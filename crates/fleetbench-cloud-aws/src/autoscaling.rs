//! Auto Scaling group membership

use crate::error::AwsError;
use async_trait::async_trait;
use aws_sdk_autoscaling::Client;
use aws_sdk_autoscaling::types::AutoScalingGroup;
use fleetbench_cloud::{GroupMembership, Result, WorkerId};

pub struct AutoScalingMembership {
    client: Client,
}

impl AutoScalingMembership {
    pub fn new(client: Client) -> Self {
        Self { client }
    }
}

fn members_of(group: &AutoScalingGroup) -> Vec<WorkerId> {
    group
        .instances()
        .iter()
        .map(|instance| WorkerId::new(instance.instance_id()))
        .collect()
}

#[async_trait]
impl GroupMembership for AutoScalingMembership {
    async fn list_members(&self, group: &str) -> Result<Vec<WorkerId>> {
        let output = self
            .client
            .describe_auto_scaling_groups()
            .auto_scaling_group_names(group)
            .send()
            .await
            .map_err(|err| AwsError::sdk("DescribeAutoScalingGroups", &err))?;

        let found = output
            .auto_scaling_groups()
            .first()
            .ok_or_else(|| AwsError::GroupNotFound(group.to_string()))?;

        let members = members_of(found);
        tracing::debug!(group, count = members.len(), "Listed group members");
        Ok(members)
    }
}
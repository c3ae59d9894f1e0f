//! Stack lifecycle controller
//!
//! Drives one provisioning request through submit → poll → terminal and
//! deprovisions it afterwards.

use crate::cleanup::{CleanupFailure, CleanupResource};
use crate::error::{CloudError, Result};
use crate::model::{ProvisioningRequest, STATUS_DELETE_COMPLETE, StackDescriptor};
use crate::provider::ProvisioningService;
use crate::retry::{RetryConfig, RetryPolicy};
use std::sync::Arc;
use std::time::Duration;

/// Default wait between status polls
pub const DEFAULT_STACK_POLL_INTERVAL: Duration = Duration::from_secs(5);

/// Default number of status polls (about eight minutes at the default interval)
pub const DEFAULT_STACK_POLL_ATTEMPTS: u32 = 100;

pub struct StackLifecycleController {
    provisioning: Arc<dyn ProvisioningService>,
    retry: RetryPolicy,
    poll: RetryConfig,
    deletion: RetryConfig,
}

impl StackLifecycleController {
    pub fn new(
        provisioning: Arc<dyn ProvisioningService>,
        retry: RetryPolicy,
        poll: RetryConfig,
        deletion: RetryConfig,
    ) -> Self {
        Self {
            provisioning,
            retry,
            poll,
            deletion,
        }
    }

    /// Send the creation call exactly once
    ///
    /// Never retried: a second submission would create a conflicting stack.
    /// Only [`CloudError::ProvisioningRejected`] means nothing was created;
    /// any other error leaves the outcome of the call unknown.
    pub async fn submit(&self, request: &ProvisioningRequest) -> Result<()> {
        tracing::info!(stack = %request.name, "Submitting stack");
        self.provisioning.create(request).await.inspect_err(|err| {
            tracing::warn!(stack = %request.name, "Stack submission failed: {}", err);
        })
    }

    /// Fetch the current descriptor once
    ///
    /// A stack the provider no longer knows about is reported with status
    /// `DELETE_COMPLETE`, which maps to FAILED.
    pub async fn describe(&self, name: &str) -> Result<StackDescriptor> {
        match self.provisioning.describe(name).await {
            Err(err) if err.is_not_found() => Ok(StackDescriptor::new(name, STATUS_DELETE_COMPLETE)),
            other => other,
        }
    }

    /// Poll until the stack reaches a terminal state
    ///
    /// Both COMPLETE and FAILED descriptors are returned; the caller decides
    /// whether FAILED is fatal.
    pub async fn await_completion(&self, name: &str) -> Result<StackDescriptor> {
        let config = self.poll.for_subject(name);

        let descriptor = self
            .retry
            .execute(&config, || async move {
                let descriptor = self.describe(name).await?;

                if descriptor.state().is_terminal() {
                    return Ok(descriptor);
                }
                tracing::debug!(stack = %name, status = %descriptor.status, "Stack not yet terminal");
                Err(CloudError::StackNotComplete {
                    name: name.to_string(),
                    status: descriptor.status,
                })
            })
            .await?;

        tracing::info!(
            stack = %name,
            status = %descriptor.status,
            state = %descriptor.state(),
            "Stack reached a terminal state"
        );
        Ok(descriptor)
    }

    /// Submit the request and wait for it to settle
    pub async fn create(&self, request: &ProvisioningRequest) -> Result<StackDescriptor> {
        self.submit(request).await?;
        self.await_completion(&request.name).await
    }

    /// Best-effort deletion of the stack
    ///
    /// The delete call is retried under the deletion config; a final failure
    /// is logged and handed back, never raised.
    pub async fn teardown(&self, name: &str) -> std::result::Result<(), CleanupFailure> {
        let resource = CleanupResource::Stack(name.to_string());
        let config = self.deletion.for_subject(&resource);

        match self
            .retry
            .execute(&config, || self.provisioning.delete(name))
            .await
        {
            Ok(()) => {
                tracing::info!(stack = %name, "Stack deletion requested");
                Ok(())
            }
            Err(err) => {
                let failure = CleanupFailure::new(resource, &err);
                tracing::warn!("{}", failure);
                Err(failure)
            }
        }
    }
}
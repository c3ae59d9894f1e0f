//! AWS bindings for FleetBench
//!
//! Implements the capability traits of `fleetbench-cloud` on top of the AWS
//! SDK:
//!
//! - [`CloudFormationService`]: `ProvisioningService` (CreateStack / DescribeStacks / DeleteStack)
//! - [`AutoScalingMembership`]: `GroupMembership` (DescribeAutoScalingGroups)
//! - [`SsmParameterStore`]: `KeyValueStore` (GetParameter / DeleteParameter)
//!
//! # Requirements
//!
//! - Credentials are resolved through the default AWS provider chain
//!   (environment, profile, instance metadata)
//!
//! # Example
//!
//! ```ignore
//! use fleetbench_cloud::{LifecycleSettings, Orchestrator};
//! use fleetbench_cloud_aws::AwsClients;
//!
//! let clients = AwsClients::load(Some("eu-west-1")).await;
//! let orchestrator = Orchestrator::new(clients.capabilities(), LifecycleSettings::default());
//! ```

pub mod autoscaling;
pub mod clients;
pub mod cloudformation;
pub mod error;
pub mod ssm;

pub use autoscaling::AutoScalingMembership;
pub use clients::AwsClients;
pub use cloudformation::CloudFormationService;
pub use error::{AwsError, Result};
pub use ssm::SsmParameterStore;
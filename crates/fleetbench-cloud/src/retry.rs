//! Bounded retry with backoff
//!
//! Every wait for external state (stack completion, result availability,
//! deletions) goes through [`RetryPolicy::execute`] with its own
//! [`RetryConfig`]; no component runs a polling loop of its own.

use crate::error::{CloudError, Result};
use crate::provider::Sleeper;
use std::fmt;
use std::future::Future;
use std::sync::Arc;
use std::time::Duration;

/// Ceiling on the number of attempts
#[derive(Debug, Clone, Copy, PartialEq, Eq)]
pub enum AttemptLimit {
    /// At most this many invocations (at least one)
    Bounded(u32),
    /// No counted ceiling; only use under an outer timeout
    Unbounded,
}

impl AttemptLimit {
    fn allows(&self, attempts: u32) -> bool {
        match self {
            AttemptLimit::Bounded(max) => attempts < *max,
            AttemptLimit::Unbounded => true,
        }
    }
}

/// Retry configuration for one call site
#[derive(Debug, Clone)]
pub struct RetryConfig {
    /// Wait after the first failed attempt
    pub interval: Duration,

    /// Maximum number of attempts
    pub max_attempts: AttemptLimit,

    /// Label carried by [`CloudError::RetryExhausted`]
    pub failure_label: String,

    /// Growth factor applied to the wait after each failure (1.0 keeps it fixed)
    pub backoff_multiplier: f64,

    /// Upper bound on a single wait
    pub max_interval: Duration,
}

impl RetryConfig {
    /// Fixed-interval retry with a counted ceiling
    pub fn bounded(failure_label: impl Into<String>, interval: Duration, max_attempts: u32) -> Self {
        Self {
            interval,
            max_attempts: AttemptLimit::Bounded(max_attempts.max(1)),
            failure_label: failure_label.into(),
            backoff_multiplier: 1.0,
            max_interval: interval,
        }
    }

    /// Fixed-interval retry without a counted ceiling
    pub fn unbounded(failure_label: impl Into<String>, interval: Duration) -> Self {
        Self {
            interval,
            max_attempts: AttemptLimit::Unbounded,
            failure_label: failure_label.into(),
            backoff_multiplier: 1.0,
            max_interval: interval,
        }
    }

    /// Grow the wait by `multiplier` after every failure, capped at `max_interval`
    pub fn with_backoff(mut self, multiplier: f64, max_interval: Duration) -> Self {
        self.backoff_multiplier = multiplier.max(1.0);
        self.max_interval = max_interval.max(self.interval);
        self
    }

    /// Same timing, label narrowed to one subject (`"<label>: <subject>"`)
    pub fn for_subject(&self, subject: impl fmt::Display) -> Self {
        Self {
            failure_label: format!("{}: {}", self.failure_label, subject),
            ..self.clone()
        }
    }

    /// Wait following the failure of attempt `attempt` (0-based)
    pub fn delay_for_attempt(&self, attempt: u32) -> Duration {
        let factor = self.backoff_multiplier.powi(attempt.min(i32::MAX as u32) as i32);
        let millis = (self.interval.as_millis() as f64 * factor)
            .min(self.max_interval.as_millis() as f64);
        Duration::from_millis(millis as u64)
    }
}

/// Executes fallible operations under a [`RetryConfig`]
#[derive(Clone)]
pub struct RetryPolicy {
    sleeper: Arc<dyn Sleeper>,
}

impl RetryPolicy {
    pub fn new(sleeper: Arc<dyn Sleeper>) -> Self {
        Self { sleeper }
    }

    /// Run `op` until it succeeds or the attempt ceiling is reached
    ///
    /// A success returns immediately. After each failure the policy waits
    /// [`RetryConfig::delay_for_attempt`] and invokes `op` again; there is no
    /// wait after the final attempt. `op` must be safe to re-invoke.
    pub async fn execute<T, F, Fut>(&self, config: &RetryConfig, mut op: F) -> Result<T>
    where
        F: FnMut() -> Fut,
        Fut: Future<Output = Result<T>>,
    {
        let mut attempts: u32 = 0;
        loop {
            let err = match op().await {
                Ok(value) => return Ok(value),
                Err(err) => err,
            };
            attempts = attempts.saturating_add(1);

            if !config.max_attempts.allows(attempts) {
                tracing::warn!(
                    label = %config.failure_label,
                    attempts,
                    "Retries exhausted: {}",
                    err
                );
                return Err(CloudError::RetryExhausted {
                    label: config.failure_label.clone(),
                    attempts,
                    last_error: err.to_string(),
                });
            }

            let delay = config.delay_for_attempt(attempts - 1);
            tracing::debug!(
                label = %config.failure_label,
                attempts,
                delay_ms = delay.as_millis() as u64,
                "Attempt failed, retrying: {}",
                err
            );
            self.sleeper.sleep(delay).await;
        }
    }
}
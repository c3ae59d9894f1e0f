pub mod cleanup;
pub mod config;
pub mod run;

use fleetbench_cloud::{FanInPolicy, LifecycleSettings, RetryConfig};
use fleetbench_config::BenchConfig;
use std::path::Path;

/// 設定を読み込む (`--config` 指定時はそのファイル、なければ自動検索)
pub fn load_config(path: Option<&Path>) -> anyhow::Result<BenchConfig> {
    let config = match path {
        Some(path) => BenchConfig::load_from(Some(path))?,
        None => BenchConfig::load()?,
    };
    Ok(config)
}

/// 設定から各待ち合わせのリトライ設定を組み立てる
pub fn lifecycle_settings(config: &BenchConfig) -> LifecycleSettings {
    LifecycleSettings {
        stack_poll: RetryConfig::bounded(
            "Waiting for stack completion failed",
            config.stack_poll_interval(),
            config.stack_poll_max_attempts,
        ),
        result_poll: RetryConfig::bounded(
            "Fetching SSM parameter failed",
            config.result_poll_interval(),
            config.result_poll_max_attempts,
        ),
        cleanup: RetryConfig::bounded(
            "Deletion failed",
            config.cleanup_interval(),
            config.cleanup_max_attempts,
        ),
        group_output_key: config.group_output_key.clone(),
        fan_in: if config.allow_partial_results {
            FanInPolicy::PartialSuccess
        } else {
            FanInPolicy::AllOrNothing
        },
    }
}
use std::fmt;
use std::path::PathBuf;
use thiserror::Error;

/// 設定値の検証で見つかった問題
#[derive(Debug, Clone, PartialEq, Eq)]
pub enum ValidationIssue {
    /// 必須の値が設定されていない
    MissingValue { key: &'static str },
    /// 値が不正
    InvalidValue { key: &'static str, reason: String },
}

impl ValidationIssue {
    pub fn key(&self) -> &'static str {
        match self {
            ValidationIssue::MissingValue { key } => key,
            ValidationIssue::InvalidValue { key, .. } => key,
        }
    }
}

impl fmt::Display for ValidationIssue {
    fn fmt(&self, f: &mut fmt::Formatter<'_>) -> fmt::Result {
        match self {
            ValidationIssue::MissingValue { key } => {
                write!(f, "{} が設定されていません ({})", key, key.to_uppercase())
            }
            ValidationIssue::InvalidValue { key, reason } => {
                write!(f, "{} の値が不正です: {}", key, reason)
            }
        }
    }
}

#[derive(Error, Debug)]
pub enum ConfigError {
    #[error("設定ディレクトリが見つかりません")]
    ConfigDirNotFound,

    #[error(
        "設定ファイルが見つかりません。以下の場所を確認してください:\n\
        - カレントディレクトリ: fleetbench.toml\n\
        - ./.fleetbench/config.toml\n\
        - ~/.config/fleetbench/config.toml\n\
        または FLEETBENCH_CONFIG_PATH 環境変数で直接指定できます"
    )]
    ConfigFileNotFound,

    #[error("設定の読み込みに失敗しました: {0}")]
    Load(#[from] config::ConfigError),

    #[error("設定が不正です:\n{}", format_issues(.0))]
    Invalid(Vec<ValidationIssue>),

    #[error("ファイルを読み込めません: {path}: {source}")]
    ReadFile {
        path: PathBuf,
        #[source]
        source: std::io::Error,
    },

    #[error("テンプレートにプレースホルダ {placeholder} がありません")]
    PlaceholderMissing { placeholder: &'static str },
}

fn format_issues(issues: &[ValidationIssue]) -> String {
    issues
        .iter()
        .map(|issue| format!("  - {}", issue))
        .collect::<Vec<_>>()
        .join("\n")
}

pub type Result<T> = std::result::Result<T, ConfigError>;
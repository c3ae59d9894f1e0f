//! ワーカースタックのテンプレート組み立て

use crate::error::{ConfigError, Result};
use std::path::Path;

/// ブートスクリプトを差し込む位置
pub const BOOT_SCRIPT_PLACEHOLDER: &str = "${BootScriptContent}";

/// テンプレート内のブロックに合わせたインデント幅
pub const BOOT_SCRIPT_INDENT: usize = 10;

/// ブートスクリプトをテンプレートに埋め込む
///
/// スクリプトの各行を [`BOOT_SCRIPT_INDENT`] 桁インデントし、最初の
/// プレースホルダを置き換える。スクリプトの内容は変更しない。
pub fn render(template: &str, boot_script: &str) -> Result<String> {
    if !template.contains(BOOT_SCRIPT_PLACEHOLDER) {
        return Err(ConfigError::PlaceholderMissing {
            placeholder: BOOT_SCRIPT_PLACEHOLDER,
        });
    }

    let indent = " ".repeat(BOOT_SCRIPT_INDENT);
    let indented = boot_script
        .split('\n')
        .map(|line| format!("{}{}", indent, line))
        .collect::<Vec<_>>()
        .join("\n");

    Ok(template.replacen(BOOT_SCRIPT_PLACEHOLDER, &indented, 1))
}

/// テンプレートとブートスクリプトを読み込んで組み立てる
pub fn load(template_path: &Path, boot_script_path: &Path) -> Result<String> {
    let template = read(template_path)?;
    let boot_script = read(boot_script_path)?;
    tracing::debug!(
        template = %template_path.display(),
        boot_script = %boot_script_path.display(),
        "Rendering worker template"
    );
    render(&template, &boot_script)
}

fn read(path: &Path) -> Result<String> {
    std::fs::read_to_string(path).map_err(|source| ConfigError::ReadFile {
        path: path.to_path_buf(),
        source,
    })
}

#[cfg(test)]
mod tests {
    use super::*;
    use std::fs;

    const TEMPLATE: &str = "\
Resources:
  LaunchTemplate:
    Properties:
      UserData:
        Fn::Base64: |
${BootScriptContent}
";

    #[test]
    fn test_render_indents_every_line() {
        let rendered = render(TEMPLATE, "#!/bin/bash\necho hi").unwrap();

        assert!(rendered.contains("\n          #!/bin/bash\n          echo hi\n"));
        assert!(!rendered.contains(BOOT_SCRIPT_PLACEHOLDER));
    }

    #[test]
    fn test_render_keeps_script_verbatim() {
        let script = "  nested\t$VAR ${NotAPlaceholder}";
        let rendered = render("x: |\n${BootScriptContent}", script).unwrap();
        assert_eq!(rendered, format!("x: |\n          {}", script));
    }

    #[test]
    fn test_render_only_first_placeholder() {
        let rendered = render("${BootScriptContent}\n${BootScriptContent}", "a").unwrap();
        assert_eq!(rendered, "          a\n${BootScriptContent}");
    }

    #[test]
    fn test_render_without_placeholder() {
        let result = render("Resources: {}", "echo hi");
        assert!(matches!(result, Err(ConfigError::PlaceholderMissing { .. })));
    }

    #[test]
    fn test_load_reads_both_files() {
        let temp_dir = tempfile::tempdir().unwrap();
        let template_path = temp_dir.path().join("child_stack.yaml");
        let boot_path = temp_dir.path().join("child_boot.sh");
        fs::write(&template_path, TEMPLATE).unwrap();
        fs::write(&boot_path, "echo boot").unwrap();

        let rendered = load(&template_path, &boot_path).unwrap();
        assert!(rendered.contains("          echo boot"));
    }

    #[test]
    fn test_load_missing_file() {
        let temp_dir = tempfile::tempdir().unwrap();
        let missing = temp_dir.path().join("missing.yaml");

        match load(&missing, &missing) {
            Err(ConfigError::ReadFile { path, .. }) => assert_eq!(path, missing),
            other => panic!("Expected ReadFile error, got {:?}", other),
        }
    }
}
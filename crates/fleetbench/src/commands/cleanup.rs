use crate::progress::ConsoleProgress;
use crate::render;
use colored::Colorize;
use fleetbench_cloud::{Orchestrator, WorkerId};
use fleetbench_cloud_aws::AwsClients;
use std::path::Path;
use std::sync::Arc;

pub async fn handle(
    config_path: Option<&Path>,
    stack: &str,
    workers: Vec<String>,
) -> anyhow::Result<()> {
    let config = super::load_config(config_path)?;
    println!("{}", format!("スタック '{}' を片付けています...", stack).yellow());

    let clients = AwsClients::load(config.aws_region.as_deref()).await;
    let orchestrator = Orchestrator::new(clients.capabilities(), super::lifecycle_settings(&config))
        .with_observer(Arc::new(ConsoleProgress));

    let workers = workers.into_iter().map(WorkerId::from).collect();
    let report = orchestrator.reconcile(stack, workers).await?;

    print!("{}", render::cleanup_report(&report));
    if !report.is_clean() {
        anyhow::bail!("{} 件のリソースを削除できませんでした", report.failures.len());
    }
    Ok(())
}
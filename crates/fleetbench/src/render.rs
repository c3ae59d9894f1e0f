//! 実行結果の表示 (人間向け / JSON)

use colored::Colorize;
use fleetbench_cloud::{CleanupFailure, CleanupReport, CollectedResult, RunOutcome, WorkerId};
use serde::Serialize;
use std::fmt::Write;

#[derive(Serialize)]
#[serde(rename_all = "camelCase")]
struct JsonFailure<'a> {
    worker_id: &'a WorkerId,
    error: String,
}

#[derive(Serialize)]
#[serde(rename_all = "camelCase")]
struct JsonReport<'a> {
    stack: &'a str,
    results: &'a [CollectedResult],
    failures: Vec<JsonFailure<'a>>,
    cleanup_failures: &'a [CleanupFailure],
}

pub fn json(outcome: &RunOutcome) -> serde_json::Result<String> {
    let report = JsonReport {
        stack: &outcome.stack_name,
        results: &outcome.results,
        failures: outcome
            .failures
            .iter()
            .map(|f| JsonFailure {
                worker_id: &f.worker_id,
                error: f.error.to_string(),
            })
            .collect(),
        cleanup_failures: &outcome.cleanup.failures,
    };
    serde_json::to_string_pretty(&report)
}

/// ワーカーの解決順に 1 台ずつ表示する
pub fn human(outcome: &RunOutcome) -> String {
    let mut out = String::new();

    for (index, worker_id) in outcome.workers.iter().enumerate() {
        let number = index + 1;
        if let Some(collected) = outcome.results.iter().find(|c| &c.worker_id == worker_id) {
            let result = &collected.result;
            let _ = writeln!(
                out,
                "{}",
                format!("Instance {} results ({}):", number, worker_id).bold()
            );
            let _ = writeln!(out, "- Creation Time: {} ms", result.creation_time_ms);
            let _ = writeln!(out, "- Copy Time:     {} ms", result.copy_time_ms);
            let _ = writeln!(out, "- Deletion Time: {} ms", result.deletion_time_ms);
        } else if let Some(failure) = outcome.failures.iter().find(|f| &f.worker_id == worker_id) {
            let _ = writeln!(
                out,
                "{}",
                format!("Instance {} failed ({}):", number, worker_id).red().bold()
            );
            let _ = writeln!(out, "- {}", failure.error);
        }
    }

    if !outcome.cleanup.is_clean() {
        out.push('\n');
        out.push_str(&cleanup_report(&outcome.cleanup));
    }
    out
}

pub fn cleanup_report(report: &CleanupReport) -> String {
    let mut out = String::new();
    for resource in &report.deleted {
        let _ = writeln!(out, "  {} {}", "✓".green(), resource);
    }
    for failure in &report.failures {
        let _ = writeln!(out, "  {} {}", "✗".red(), failure.to_string().yellow());
    }
    out
}
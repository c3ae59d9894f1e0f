use colored::Colorize;
use std::path::Path;

pub fn handle(config_path: Option<&Path>) -> anyhow::Result<()> {
    let config = super::load_config(config_path)?;

    let source = match config_path {
        Some(path) => Some(path.to_path_buf()),
        None => fleetbench_config::find_config_file().ok(),
    };
    match source {
        Some(path) => eprintln!("{} {}", "設定ファイル:".bold(), path.display().to_string().cyan()),
        None => eprintln!("{}", "設定ファイルなし (デフォルト値と環境変数のみ)".dimmed()),
    }

    println!("{}", serde_json::to_string_pretty(&config)?);

    if let Err(e) = config.validate() {
        eprintln!();
        eprintln!("{}", e.to_string().yellow());
    }
    Ok(())
}
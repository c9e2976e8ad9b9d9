use serde::Deserialize;
use std::time::Duration;

/// Timeout configuration
#[derive(Debug, Deserialize, Clone, PartialEq)]
pub struct TimeoutConfig {
    /// First-request read timeout in milliseconds
    /// Default: 1000 (1 second)
    #[serde(default = "default_client_read")]
    pub client_read_ms: u64,
    /// Origin connect timeout for plain HTTP forwards, in milliseconds
    /// Default: 5000
    #[serde(default = "default_connect_http")]
    pub connect_http_ms: u64,
    /// Origin connect timeout for CONNECT tunnels, in milliseconds
    /// Default: 2000
    #[serde(default = "default_connect_https")]
    pub connect_https_ms: u64,
}

impl TimeoutConfig {
    pub fn client_read(&self) -> Duration {
        Duration::from_millis(self.client_read_ms)
    }

    pub fn connect_http(&self) -> Duration {
        Duration::from_millis(self.connect_http_ms)
    }

    pub fn connect_https(&self) -> Duration {
        Duration::from_millis(self.connect_https_ms)
    }
}

impl Default for TimeoutConfig {
    fn default() -> Self {
        Self {
            client_read_ms: default_client_read(),
            connect_http_ms: default_connect_http(),
            connect_https_ms: default_connect_https(),
        }
    }
}

fn default_client_read() -> u64 {
    1000
}

fn default_connect_http() -> u64 {
    5000
}

fn default_connect_https() -> u64 {
    2000
}
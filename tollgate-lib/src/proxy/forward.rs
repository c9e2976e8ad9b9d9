use std::io::ErrorKind;
use std::net::{IpAddr, SocketAddr};
use std::time::Instant;

use tokio::io::{AsyncReadExt, AsyncWriteExt};
use tokio::net::TcpStream;
use tokio::time::timeout;
use tracing::{debug, error};

use crate::proxy::classify::RequestInfo;
use crate::proxy::context::ProxyContext;
use crate::proxy::rewrite::rewrite_request;
use crate::sink::{excerpt, Protocol, ProxyEvent, EXCERPT_LIMIT};

/// Forward one plain HTTP exchange and stream the origin response back.
///
/// The request is rewritten to origin-form with `Connection: close`, so
/// the response is read until the origin hangs up. A peer that resets or
/// goes away mid-stream ends the exchange normally with the bytes moved
/// so far; only the dial and the initial send can fail it outright.
pub(crate) async fn forward_http(
    ctx: &ProxyContext,
    mut client: TcpStream,
    origin_addr: SocketAddr,
    request: &RequestInfo,
    source_ip: IpAddr,
    raw: &[u8],
    start: Instant,
) {
    let client_text = String::from_utf8_lossy(raw).into_owned();
    let rewritten = rewrite_request(&client_text);

    let connect = timeout(ctx.config.timeouts.connect_http(), TcpStream::connect(origin_addr));
    let mut origin = match connect.await {
        Ok(Ok(stream)) => stream,
        Ok(Err(e)) => {
            debug!(host = %request.host, error = %e, "origin connect failed");
            return;
        }
        Err(_) => {
            debug!(host = %request.host, "origin connect timed out");
            return;
        }
    };

    if let Err(e) = origin.write_all(rewritten.as_bytes()).await {
        error!(host = %request.host, error = %e, "failed to send request to origin");
        return;
    }

    let mut bytes_sent: u64 = 0;
    let mut ttfb: Option<f64> = None;
    let mut response_head: Vec<u8> = Vec::new();
    let mut buf = vec![0u8; ctx.config.buffer_size];

    loop {
        let n = match origin.read(&mut buf).await {
            Ok(0) => break,
            Ok(n) => n,
            Err(e) if is_disconnect(&e) => break,
            Err(e) => {
                error!(host = %request.host, error = %e, "origin read failed");
                return;
            }
        };
        match client.write_all(&buf[..n]).await {
            Ok(()) => {}
            Err(e) if is_disconnect(&e) => break,
            Err(e) => {
                error!(host = %request.host, error = %e, "client write failed");
                return;
            }
        }
        if ttfb.is_none() {
            ttfb = Some(start.elapsed().as_secs_f64());
        }
        bytes_sent += n as u64;
        if response_head.len() < EXCERPT_LIMIT {
            let need = EXCERPT_LIMIT - response_head.len();
            response_head.extend_from_slice(&buf[..n.min(need)]);
        }
    }

    let duration = start.elapsed().as_secs_f64();
    let bytes_received = client_text.len() as u64;

    ctx.stats.record(&request.host, bytes_sent, bytes_received, duration, ttfb);
    ctx.sink.emit(&ProxyEvent::RequestCompleted {
        host: request.host.clone(),
        source_ip: source_ip.to_string(),
        port: request.port,
        protocol: Protocol::Http,
        bytes_sent,
        bytes_received,
        duration,
        ttfb,
        raw_request_excerpt: Some(excerpt(&client_text)),
        response_excerpt: (!response_head.is_empty())
            .then(|| String::from_utf8_lossy(&response_head).into_owned()),
    });
}

/// Peer-went-away error kinds that end a stream without being failures.
fn is_disconnect(e: &std::io::Error) -> bool {
    matches!(
        e.kind(),
        ErrorKind::ConnectionReset
            | ErrorKind::ConnectionAborted
            | ErrorKind::BrokenPipe
            | ErrorKind::UnexpectedEof
    )
}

* * * * * * * * *

▸ **YOUR ASSIGNMENT**
Which lines of the material contain "about"? List them.

▸ **EXERCISE RESULT**
/// Default number of status polls (about eight minutes at the default interval)
    /// A stack the provider no longer knows about is reported with status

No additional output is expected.